Now that we’re in the middle of July, it’s pretty much the peak of the tourist season in Ottawa. With the all the visitors to the downtown, we urbanites, especially the denizens of the Byward Market and surroundings, can feel like the animals at a petting zoo. It certainly makes for crowded sidewalks when running in the evening.
On Tuesday, I actually got to lead the half-marathon clinic in a mini-talk on running drills. It was fun taking the group up to Parliament Hill to do drills on the front lawn. Since they’ve been watering the lawn nearly continuously throughout our drought, the lawn at Parliament Hill is probably the only green grass in all of Ottawa. Maya, the instructor for my 5K/10K clinic last year, would do the same. I tried to incorporate them into the my own clinics, but I found it just made the participants impatient. Since many of them were doing a 5K race for the first time in their lives, the importance of drills (to improve flexibility and improve speed) was utterly lost on them. My 2 hour pace group can be quite large, but leading the entire clinic gave me an appreciation of just how large the group is. I lined up the group parallel with West Block and they took up the full width of the lawn. The Hill is teaming with tourists. I’m sure we made a bunch of Facebook albums in Japan and whatever highly censored version they have in China.

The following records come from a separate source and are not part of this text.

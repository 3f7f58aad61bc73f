//! State module for the tiling engine.
//!
//! This module contains:
//! - Core value types (`Rect`, `Direction`, window and screen ids)
//! - The coordinator-owned `TilingState` (screens, groups, window cache)

mod tiling_state;
mod types;

pub use tiling_state::{ScreenSnapshot, TilingSnapshot, TilingState, WindowSnapshot};
pub use types::{Direction, Rect, ScreenId, WindowId, WindowIdList};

Wednesday was another hill night. Five repeats this time. We split them between Fleet St. and the Rideau Locks, with a nice tempo run in between. I enjoyed this in the last clinic, but I can’t help but think this is a mistake this time of year. In addition to the usual competition for space with pedestrians and cyclists, the Locks hill is full of tourists watching the locks in action or hanging out at the Bytown Museum waiting for their boat tour to come in. We easily add another 90 people to that equation. On my first run up the hill, I go caught behind a man in an electric wheelchair that I had a little difficulty passing. Since the hill is too steep for the electric motor of the chair, he had to criss-cross the width of the path. For giving one of my instructors a thumbs up as we passed each other on the hill, I almost lost an arm to a douchebag cyclist that thought the downward slope of the locks hill was the finish line of the Tour de France. Same asshole dinged Kalin further down the hill.
If we meet again, you’ll have one thing in common with Lance Armstrong. One thing. It won’t be the number of titles.

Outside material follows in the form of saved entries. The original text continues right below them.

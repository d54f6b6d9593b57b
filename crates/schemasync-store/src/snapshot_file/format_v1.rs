//! Snapshot file format v1
//!
//! Defines the YAML/JSON document for a schema snapshot on disk

use std::collections::BTreeMap;

use schemasync_core::model::Column;
use serde::{Deserialize, Serialize};

/// Top-level snapshot document
#[derive(Debug, Clone, PartialEq, Serialize, Deserialize)]
pub struct SnapshotFileV1 {
    /// Schema version (must be 1 for this format)
    pub schema_version: u32,

    /// Optional label for the database the schema describes
    #[serde(default, skip_serializing_if = "Option::is_none")]
    pub database: Option<String>,

    #[serde(default)]
    pub tables: Vec<FileTable>,

    #[serde(default)]
    pub functions: Vec<FileFunction>,

    /// Any other top-level section; each is reported as an unknown object kind
    #[serde(flatten)]
    pub other: BTreeMap<String, serde_yaml::Value>,
}

/// Table entry
#[derive(Debug, Clone, PartialEq, Serialize, Deserialize)]
pub struct FileTable {
    pub name: String,

    #[serde(default)]
    pub columns: Vec<Column>,

    #[serde(default, skip_serializing_if = "Option::is_none")]
    pub folder: Option<String>,

    #[serde(default, skip_serializing_if = "Option::is_none")]
    pub doc_string: Option<String>,
}

/// Function entry
#[derive(Debug, Clone, PartialEq, Serialize, Deserialize)]
pub struct FileFunction {
    pub name: String,

    #[serde(default)]
    pub parameters: String,

    /// Body text; a list of lines is joined with newlines
    #[serde(deserialize_with = "deserialize_body")]
    pub body: String,

    #[serde(default, skip_serializing_if = "Option::is_none")]
    pub folder: Option<String>,

    #[serde(default, skip_serializing_if = "Option::is_none")]
    pub doc_string: Option<String>,
}

/// Accept `body` as a single string or as a sequence of lines
fn deserialize_body<'de, D>(deserializer: D) -> Result<String, D::Error>
where
    D: serde::Deserializer<'de>,
{
    use serde::de::{self, Visitor};
    use std::fmt;

    struct BodyVisitor;

    impl<'de> Visitor<'de> for BodyVisitor {
        type Value = String;

        fn expecting(&self, formatter: &mut fmt::Formatter) -> fmt::Result {
            formatter.write_str("a string or a list of lines")
        }

        fn visit_str<E>(self, value: &str) -> Result<String, E>
        where
            E: de::Error,
        {
            Ok(value.to_string())
        }

        fn visit_seq<A>(self, mut seq: A) -> Result<String, A::Error>
        where
            A: de::SeqAccess<'de>,
        {
            let mut lines = Vec::new();
            while let Some(line) = seq.next_element::<String>()? {
                lines.push(line);
            }
            Ok(lines.join("\n"))
        }
    }

    deserializer.deserialize_any(BodyVisitor)
}

#[cfg(test)]
mod tests {
    use super::*;

    #[test]
    fn test_parse_minimal_document() {
        let yaml = r#"
schema_version: 1
tables:
  - name: Events
    columns:
      - { name: Timestamp, type: datetime }
"#;
        let file: SnapshotFileV1 = serde_yaml::from_str(yaml).unwrap();
        assert_eq!(file.schema_version, 1);
        assert!(file.database.is_none());
        assert_eq!(file.tables[0].columns[0].column_type, "datetime");
        assert!(file.functions.is_empty());
        assert!(file.other.is_empty());
    }

    #[test]
    fn test_body_as_lines() {
        let yaml = r#"
schema_version: 1
functions:
  - name: Recent
    body:
      - "Events"
      - "| where Timestamp > ago(1h)"
"#;
        let file: SnapshotFileV1 = serde_yaml::from_str(yaml).unwrap();
        assert_eq!(
            file.functions[0].body,
            "Events\n| where Timestamp > ago(1h)"
        );
    }

    #[test]
    fn test_unknown_sections_are_kept() {
        let json = r#"{ "schema_version": 1, "views": [{ "name": "V" }] }"#;
        let file: SnapshotFileV1 = serde_json::from_str(json).unwrap();
        assert!(file.other.contains_key("views"));
    }
}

The weather has much improved in Ottawa. We had a wicked afternoon and evening of thunderstorms Monday that broke the back of the humidity. It’s still a littly muggy here, but the highest humidex it reached post-storm was 36 degrees. Even that night there was a breeze which pretty much cancelled it out.
For the first Sunday in a few weeks, I’m looking forward to Sunday’s long run, 14K. It’s a nice route that takes us through Old Ottawa South, through Carleton Univeristy and the experimental farm. It’s supposed to be a nice sunny day. Fingers crossed.